幾人正說話間,廳門一開,一陣香風襲來,五個姑娘走了進來,在薩嗬晨身邊排成一列。北國姑娘原本便生得高挑豐滿,這五個姑娘是廣聚樓的花魁,更是美不勝收,讓幾個軍中窮小子幾乎有些窒息。薩嗬晨喜不自禁,伸手拉起一姑娘的嫩手,放到鼻前閉上眼深吸一口氣,緩緩呼出。眾人均不解這胖子又在做什麼古怪,隻多小袞心中猜個八九,便問:“小胖,味道比羅刹娘們兒如何?”薩嗬晨睜開眼,道:“羅刹鬼不管公母,身上均是一股膻氣,這才是他媽的人味兒!”說罷一把將那姑娘拉坐在自己腿上,又吩咐那幾個姑娘,“別愣著了,一人陪一個,今天咱們一醉方休!”
美味佳肴,絕色美女,初立軍功,錦繡前程,哪一樣都令幾個少年心花怒放。初時,多小袞、天祿、午思等並不習慣美女在側,還頗有些放不開,但耳畔鶯歌嫋嫋,不留神便喝得多了起來,逐漸也就放開了性子。席間,薩嗬晨如廁回來,見滿牆題詩,覺得頗有意思。薩嗬晨精通外語,也喜好文雅風流,但作詩卻一竅不通,便回到位子坐下,對多小袞道:“小袞,你看著滿牆題詩,咱們錢也沒少花,你也題一首!”
多小袞已微有醉意,大笑著點頭應允,接過陪酒女郎遞過來的筆,選了一處白漿刷過的牆壁,揮筆寫下:
自幼從軍戍邊城,
鐵馬弓刀博功名。
斬得虜首充宿衛,
虎嘯龍吟入禁宮。
從文字上講,這本是一首打油歪詩,但在座的除了大頭兵、獵戶,便是陪酒妓女,最有學問的午思、薩嗬晨卻於詩律一竅不通,多小袞這首詩意境雖不深遠,但讀起來還朗朗上口。午思念了一遍,薩嗬晨和五個美女便忙不迭地叫好鼓掌起來。薩嗬晨對店小二道:“這首詩你們可要留好,將來這位小爺做了大將軍,再來你們酒樓吃酒,若不見了這首詩,定會虎威震怒!”多小袞借著酒意嬉皮笑臉道:“極是極是!到時候還是咱們兄弟五人一起喝酒,還找你們五個娘們兒作陪!”
盡興一晚。
吃罷酒宴,幾個人都已酩酊大醉。多小袞、天祿、午思和曹童尚能自己行走,薩嗬晨則被四個姑娘合力攙扶著,另一個姑娘在前逗引著,才走出廣聚樓。站在樓前,多小袞看薩嗬晨的醉樣,心想酒風如人品,這胖子性情真是頗為憨直仗義,這兄弟我沒有白認,便讓天祿、午思替下四女攙了薩嗬晨,幾人搖搖晃晃往將軍府走去。

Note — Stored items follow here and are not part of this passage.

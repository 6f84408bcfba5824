//! Objects used to read and write Argumentation frameworks and answers to problems.

mod aspartix_reader;
pub use aspartix_reader::AspartixReader;

mod aspartix_writer;
pub use aspartix_writer::AspartixWriter;

mod specs;
pub use specs::InstanceReader;
pub use specs::ResponseWriter;
pub use specs::WarningHandler;
//! Solvers dedicated to Abstract Argumentation frameworks.
//!
//! The evaluators ([ConflictFreeEvaluator], [DefenseEvaluator]) work on [ArgumentBitSet](crate::utils::ArgumentBitSet)s
//! and an [FrameworkIndex](crate::utils::FrameworkIndex) built from a framework.
//! The semantics solvers work directly on frameworks and implement the traits of this module
//! ([SingleExtensionComputer], [ExtensionEnumerator], [CredulousAcceptanceComputer], [SkepticalAcceptanceComputer]).

mod admissible_set_enumerator;
pub use admissible_set_enumerator::AdmissibleSemanticsSolver;
pub use admissible_set_enumerator::AdmissibleSetEnumerator;
pub use admissible_set_enumerator::AdmissibleSets;
pub use admissible_set_enumerator::EnumerationLimits;

mod complete_semantics_solver;
pub use complete_semantics_solver::CompleteSemanticsSolver;

mod conflict_freeness;
pub use conflict_freeness::is_conflict_free;
pub use conflict_freeness::ConflictFreeEvaluator;

mod consistency_checker;
pub use consistency_checker::ConsistencyLaw;
pub use consistency_checker::ConsistencyReport;
pub use consistency_checker::LawCheck;
pub use consistency_checker::SemanticsConsistencyChecker;
pub use consistency_checker::SemanticsSets;

mod defense;
pub use defense::is_acceptable;
pub use defense::is_admissible;
pub use defense::DefenseEvaluator;

mod grounded_semantics_solver;
pub use grounded_semantics_solver::GroundedSemanticsSolver;

mod ideal_semantics_solver;
pub use ideal_semantics_solver::IdealSemanticsSolver;

mod preferred_semantics_solver;
pub use preferred_semantics_solver::PreferredSemanticsSolver;

mod specs;
pub use specs::CredulousAcceptanceComputer;
pub use specs::ExtensionEnumerator;
pub use specs::SingleExtensionComputer;
pub use specs::SkepticalAcceptanceComputer;

mod stable_semantics_solver;
pub use stable_semantics_solver::StableSemanticsSolver;

pub(crate) mod utils;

一夜無話。次日一早,穆虎、卓爾海召多小袞、薩嗬晨、天祿、午思、曹童等人到書房議事。卓爾海道:“昨晚駐臥虎堡的哨探回報,那股哥薩克匪兵被穆大人和本將重創,已然退去。穆大人北疆之行已經功成,明日便要動身回京麵聖複命了。”穆虎接道:“我也算不虛此行,尋回了薩嗬晨侄兒,剿滅了一股羅刹匪兵,收了三名年輕有為的少年英雄,還為虎槍營尋得一位殪虎猛士,又和卓爾海將軍甚為投緣,天下美差莫過於此啊!”言罷與卓爾海相視大笑。
穆虎又道:“我明日回京,天祿、午思、曹童明日隨我一起回京。侄兒,你也與我同回,你父親可急壞了!”薩嗬晨微笑稱是。多小袞聽穆虎一行卻沒自己,有些詫異,抬頭看穆虎與卓爾海。卓爾海道:“多小袞,你在明年秋天皇上木蘭秋獮時再去護駕。這些日子先在本將手下,我要讓你多加曆練,免得去了禁衛軍中丟咱們黑龍江將軍的名聲!”多小袞躬身領命。穆虎和卓爾海又說了一會兒話,覺羅傅森求見,說有軍情彙報,多小袞等幾人便施禮退出。